The next day the crew ate dinner and shared bread with the Aboriginal, and traded clothes for goods, though one Aboriginal man took back the items they had traded, which Murray ignored to keep 'good relations'. The crew inquired about water and shells to eat, but were reportedly ignored. Next, one of the crew, Brabyn, yelled out when they noticed a hidden man about to throw a spear at the crew, and a group of Aboriginal people with spears hidden behind a large tree. The spear barely missed crewman Moss, and the crew sitting with some of the Aboriginal people were immediately advanced upon by the attacking Aboriginal party as the Aboriginal people they were sitting with 'opened out to the right and left' leaving them open to the attacking party. The officer Bowen shot over their heads but only created a 'small panic', and so the crew kept shooting.

As the Aboriginal people retreated, two were shot by the crew, likely mortally. One was shot twice in the spine, and another was shot once in the side and once through the arm as Bowen and three crewmen grappled him. The grappled man escaped, and the crew fired the remainder of their guns before following the trail of his blood. likely fatal wound. During the chase, Murray watched with a spyglass and fired the ships' carronades loaded with roundshot and grapeshot at the Aboriginal people to panic them, though he says this was almost certain to have done no damage.

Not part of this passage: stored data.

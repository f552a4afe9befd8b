use std::sync::Arc;
use std::time::Duration;

use tokio::net::TcpListener;
use tokio::sync::Semaphore;
use tracing::info;

use innkeep::config::Config;
use innkeep::observability;
use innkeep::tenant::TenantManager;
use innkeep::wire;

const DRAIN_TIMEOUT: Duration = Duration::from_secs(10);

/// Resolves on ctrl-c or SIGTERM.
#[cfg(unix)]
async fn shutdown_signal() -> std::io::Result<()> {
    let mut sigterm = tokio::signal::unix::signal(tokio::signal::unix::SignalKind::terminate())?;
    tokio::select! {
        r = tokio::signal::ctrl_c() => r,
        _ = sigterm.recv() => Ok(()),
    }
}

#[cfg(not(unix))]
async fn shutdown_signal() -> std::io::Result<()> {
    tokio::signal::ctrl_c().await
}

#[tokio::main]
async fn main() -> Result<(), Box<dyn std::error::Error>> {
    tracing_subscriber::fmt::init();

    let config = Config::from_env()?;
    observability::init(config.metrics_port)?;
    let tls_acceptor = innkeep::tls::load_tls_acceptor(&config)?;

    std::fs::create_dir_all(&config.data_dir)?;

    let tenant_manager = Arc::new(TenantManager::new(
        config.data_dir.clone(),
        config.compact_threshold,
    ));
    let semaphore = Arc::new(Semaphore::new(config.max_connections));

    let addr = config.listen_addr();
    let listener = TcpListener::bind(&addr).await?;
    info!("innkeep listening on {addr}");
    info!("  data_dir: {}", config.data_dir.display());
    info!("  max_connections: {}", config.max_connections);
    info!("  compact_threshold: {}", config.compact_threshold);
    info!("  tls: {}", if tls_acceptor.is_some() { "enabled" } else { "disabled" });
    info!(
        "  metrics: {}",
        config
            .metrics_port
            .map_or("disabled".to_string(), |p| format!("http://0.0.0.0:{p}/metrics"))
    );

    let shutdown = shutdown_signal();
    tokio::pin!(shutdown);

    loop {
        tokio::select! {
            result = listener.accept() => {
                let (socket, peer) = match result {
                    Ok(conn) => conn,
                    Err(e) => {
                        tracing::error!("accept error: {e}");
                        continue;
                    }
                };

                let permit = match semaphore.clone().try_acquire_owned() {
                    Ok(permit) => permit,
                    Err(_) => {
                        tracing::warn!("connection limit reached, rejecting {peer}");
                        metrics::counter!(observability::CONNECTIONS_REJECTED_TOTAL).increment(1);
                        drop(socket);
                        continue;
                    }
                };

                info!("connection from {peer}");
                metrics::counter!(observability::CONNECTIONS_TOTAL).increment(1);
                metrics::gauge!(observability::CONNECTIONS_ACTIVE).increment(1.0);
                let tm = tenant_manager.clone();
                let pw = config.password.clone();
                let tls = tls_acceptor.clone();

                tokio::spawn(async move {
                    let _permit = permit; // held until connection closes
                    if let Err(e) = wire::process_connection(socket, tm, pw, tls).await {
                        tracing::error!("connection error from {peer}: {e}");
                    }
                    metrics::gauge!(observability::CONNECTIONS_ACTIVE).decrement(1.0);
                });
            }
            signal = &mut shutdown => {
                if let Err(e) = signal {
                    tracing::error!("signal handler failed: {e}");
                }
                info!("shutdown signal received, stopping accept loop");
                break;
            }
        }
    }

    // Drain in-flight connections; their WAL appends are already durable.
    info!("draining connections...");
    let drain_deadline = tokio::time::sleep(DRAIN_TIMEOUT);
    tokio::pin!(drain_deadline);

    loop {
        if semaphore.available_permits() == config.max_connections {
            info!("all connections drained");
            break;
        }
        tokio::select! {
            _ = &mut drain_deadline => {
                let remaining = config.max_connections - semaphore.available_permits();
                tracing::warn!("drain timeout, {remaining} connections still open");
                break;
            }
            _ = tokio::time::sleep(Duration::from_millis(100)) => {}
        }
    }

    info!("innkeep stopped");
    Ok(())
}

Murray wrote after the incident:

"Thus did this treachery and unprovoked attack meet with its just punishment and at the same time taught us a useful lesson to be more cautious in future. With respect to the size of these natives they are much the same as at Sydney, their understanding better though, for they easily made out our signs when it answered their purposes or inclination. When it did not they could be dull enough. They were all clothed in opossum skins and in each basket a certain quantity of gum was found. Not the least sign of a canoe has been seen. I conclude they live entirely inland, and if we may judge from the number of their fires and other marks this part of the country is not thin of inhabitants. Their spears are of various kinds and all of them more dangerous than any I have yet seen. The workmanship of their dresses, their lines and baskets are far from despicable, their mogo or stone axes are such as common at Sydney."

While one author identifies these people as Boonwurrung, it is unclear from Murray's journal if they were Boonwurrung, Gunai/Kurnai, or Wurundjeri or a mixture of both. The motive for the attack is unclear in Murray's writings.

Over the next few days they searched the bush for people but only found their discarded European clothes.

On 8 March, he claimed the bay and named it Port King, which Governor King later renamed Port Phillip. At the time the bay was known as Narrm-narrm to the Boonwurrung.

After Murray's return to Sydney on 23 March, King sent a recommendation to England that Murray be commissioned as a lieutenant.

=== Further travels ===
On 22 July 1802, Murray set off again in the Lady Nelson, which had become a supply ship accompanying , commanded by Matthew Flinders, in the circumnavigation of Australia. Due to her old sails and a need for caulking, she proved unfit and on 17 October, when they were off the Cumberland Islands, Flinders ordered Murray to return to Sydney.

In April 1803, Governor King received a dispatch informing him that the Navy Board had refused to give Murray a full commission because he had given false details of previous service in England and had not served the required full six years as had claimed. Reluctantly, King was required to remove Murray from command of the Lady Nelson. However, he retained a good opinion of him, as evidenced by his later letters to Joseph Banks. Murray returned to England in the Glatton in May 1803.

== Later life ==

Murray's chart of the south coast of England between Worthing and Beachy Head, 1806

There is little record of Murray's later life. He appears as the surveyor of several English coastal charts between 1804 and 1810, which suggests he succeeded in repairing his reputation with the Admiralty, on behalf of which the maps were made. His date of death is unknown. There is record of a small vessel, The Herring, being lost in November 1814 under the command of a Lieutenant John Murray, though it is not certain if he was the same person because the name is relatively common.